Monthly cost of living: $1,100 to $2,400
Koh Phi Phi island is one of those places where couples sit back on their last night of just-wedded bliss and say, "Why don't we just MOVE here?" Sure, they're joking, but why the heck not? If dropping your life back home isn't an issue, this little slice of paradise (The Beach was shot here) has beautiful apartments in new buildings overlooking the sea for about $1,000 a month. And that's on the high end. The nightlife can get raucous, with cheap drinks and loosely interpreted liability laws. For a quiet beach home, this might not be the move.
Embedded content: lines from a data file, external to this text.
use hmi_telemetry::{hex, metrics, new_cycle_id, record_decode_error, record_frame_sent};

#[test]
fn cycle_id_non_empty() {
    let first = new_cycle_id();
    let second = new_cycle_id();
    assert!(!first.is_empty());
    assert_ne!(first, second);
}

#[test]
fn counters_are_monotonic() {
    let before = metrics().snapshot();
    record_frame_sent();
    record_decode_error();
    let after = metrics().snapshot();
    assert!(after.frames_sent > before.frames_sent);
    assert!(after.decode_errors > before.decode_errors);
}

#[test]
fn hex_formats_frames() {
    assert_eq!(hex(&[0x01, 0x03, 0xC5]), "0103C5");
    assert_eq!(hex(&[]), "");
}
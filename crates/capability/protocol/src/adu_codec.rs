//! 字节流切帧（tokio-util codec）
//!
//! 只负责切出完整的一帧并给出关联键；CRC、协议号、长度与功能码的一致性
//! 由拿到该帧的调用方解码时校验，坏帧只让它应答的那次调用失败。

use crate::correlator::CorrelationKey;
use crate::error::ProtocolError;
use crate::function_code::EXCEPTION_FLAG;
use bytes::{Buf, Bytes, BytesMut};
use domain::TransportKind;
use tokio_util::codec::{Decoder, Encoder};
use tracing::warn;

/// MBAP length 字段的合法范围（unit id + 至少功能码；最大 ADU 260 字节）
const TCP_LENGTH_RANGE: std::ops::RangeInclusive<usize> = 2..=254;

/// 解码方向：主站解析响应，从站解析请求
#[derive(Debug, Clone, Copy, PartialEq, Eq)]
pub enum Role {
    Master,
    Slave,
}

/// 切出的完整帧
#[derive(Debug, Clone, PartialEq, Eq)]
pub struct RawFrame {
    pub key: CorrelationKey,
    pub bytes: Bytes,
}

#[derive(Debug, Clone, Copy)]
pub struct AduCodec {
    kind: TransportKind,
    role: Role,
}

impl AduCodec {
    pub fn new(kind: TransportKind, role: Role) -> Self {
        Self { kind, role }
    }

    fn decode_tcp(&mut self, src: &mut BytesMut) -> Result<Option<RawFrame>, ProtocolError> {
        if src.len() < 6 {
            return Ok(None);
        }
        let length = usize::from(u16::from_be_bytes([src[4], src[5]]));
        if !TCP_LENGTH_RANGE.contains(&length) {
            return Err(ProtocolError::Decode(format!(
                "mbap length {length} out of range, stream out of sync"
            )));
        }
        let total = 6 + length;
        if src.len() < total {
            src.reserve(total - src.len());
            return Ok(None);
        }
        let transaction_id = u16::from_be_bytes([src[0], src[1]]);
        Ok(Some(RawFrame {
            key: CorrelationKey::Transaction(transaction_id),
            bytes: src.split_to(total).freeze(),
        }))
    }

    /// RTU 帧长度由功能码推导；`None` 表示还需要更多字节。
    fn rtu_frame_len(&self, src: &BytesMut) -> Option<Result<usize, u8>> {
        let function = src[1];
        let len = match self.role {
            Role::Master => match function {
                f if f & EXCEPTION_FLAG != 0 => 5,
                0x01..=0x04 => 5 + usize::from(*src.get(2)?),
                0x05 | 0x06 | 0x0F | 0x10 => 8,
                other => return Some(Err(other)),
            },
            Role::Slave => match function {
                0x01..=0x06 => 8,
                0x0F | 0x10 => 9 + usize::from(*src.get(6)?),
                other => return Some(Err(other)),
            },
        };
        Some(Ok(len))
    }

    fn decode_rtu(&mut self, src: &mut BytesMut) -> Result<Option<RawFrame>, ProtocolError> {
        loop {
            if src.len() < 2 {
                return Ok(None);
            }
            let total = match self.rtu_frame_len(src) {
                None => return Ok(None),
                Some(Ok(total)) => total,
                Some(Err(function)) => {
                    warn!(target: "hmi.protocol", function, "rtu_resync_unknown_function");
                    hmi_telemetry::record_decode_error();
                    src.advance(1);
                    continue;
                }
            };
            if src.len() < total {
                src.reserve(total - src.len());
                return Ok(None);
            }
            let function = src[1] & !EXCEPTION_FLAG;
            return Ok(Some(RawFrame {
                key: CorrelationKey::Function(function),
                bytes: src.split_to(total).freeze(),
            }));
        }
    }
}

impl Decoder for AduCodec {
    type Item = RawFrame;
    type Error = ProtocolError;

    fn decode(&mut self, src: &mut BytesMut) -> Result<Option<RawFrame>, ProtocolError> {
        match self.kind {
            TransportKind::Tcp => self.decode_tcp(src),
            TransportKind::Rtu => self.decode_rtu(src),
        }
    }
}

/// 出站帧已由帧模型编码完毕，这里原样写出。
impl Encoder<Bytes> for AduCodec {
    type Error = ProtocolError;

    fn encode(&mut self, item: Bytes, dst: &mut BytesMut) -> Result<(), ProtocolError> {
        dst.extend_from_slice(&item);
        Ok(())
    }
}
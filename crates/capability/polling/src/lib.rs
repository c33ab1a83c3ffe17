//! # 周期采集能力模块
//!
//! - [`PollPlan`]：点表分组 -> 按组排列的读请求（首次周期时构建，之后复用）
//! - [`PollingScheduler`]：固定周期、不重叠的采集循环，状态可经 `watch` 观察
//! - [`ValuesListener`] / [`ValueCache`]：每个成功周期的只读快照发布
//!
//! 分组是原子的：组内任一请求失败则丢弃该组本周期的数据，其余组照常发布。
//! 连接类错误使整个周期失败，并使主站连接失效，下个周期重建。

mod error;
mod listener;
mod plan;
mod scheduler;

pub use error::PollError;
pub use listener::{CallbackListener, ValueCache, ValuesListener};
pub use plan::{PollGroup, PollPlan, PollTarget, data_type_of, polled_value};
pub use scheduler::{DEFAULT_INITIAL_DELAY, PollingScheduler, SchedulerConfig, SchedulerState};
But it's perfect for the young and free who enjoy interacting with travelers from all over the world, and doing it cheaply.

Granada, Nicaragua
Granada, Nicaragua | Marc Venema/shutterstock

Granada, Nicaragua

Monthly cost of living: $1,200
Because Granada is one of the most painstakingly preserved Spanish Colonial towns in North America, it tends to draw a lot of history-inclined tourists. Those tourists bring with them a wealth of fancy restaurants, cool bars, and a sizable expat community that makes living here a little easier than in, say, Managua. The only thing that can cost a little extra is electricity, with an average bill just under $100 a month, if you're partial to air conditioning. 

Rio de Janeiro, Brazil
Rio de Janiero, Brazil | IrenaV/Shutterstock

Rio de Janeiro, Brazil

Monthly cost of living: $1,600
Despite being home to 14 million, Rio still embodies the beach life in a very real way. The gorgeous metropolis is encircled by soaring granite mountain pinnacles and enjoys 46 miles of oceanfront, but most visitors see only the famous four-mile crescent strip. Copacabana, Rio’s most famous beach, fits into the typical beach resort zone calculus: every block away from the beach equals a 10% discount on everything as well as a 10% increase in unpredictability. Rio is not shy about its unbridled sexuality, PhD pickpockets, veteran beach bums, thumping nightclubs, and plentiful open-air corner snack shops/bars. Which is to say, this is a very popular city for people who waved goodbye to the American career hustle.

Saint George's, Grenada
Saint George's, Grenada | carma sumrall/Shutterstock

Saint George's, Grenada

Monthly cost of living: $2,000 
The so-called "Canada of the Caribbean," only spans 21 by 12 miles, but there are months of discovering to be done along its shoreline and lush mountain interior of steep, curvy roads roaming past waterfalls. Nightlife? Live calypso bands and upbeat soca music. A buzzing traffic circle near Grand Anse Beach—the island’s finest—frames an improvised outdoor marketplace baptized as "Wall Street" because it’s bookended by banks. At night, vehicles blast music, starting parties where locals mingle, dance, buy open-air-grilled meat, and swill beverages peddled from ice chests in pickup beds. Follow the smell of barbecue or the call of steel drums and you’re all set. If you can’t smell or hear something delicious, jump on an incredibly cheap minibus till it happens.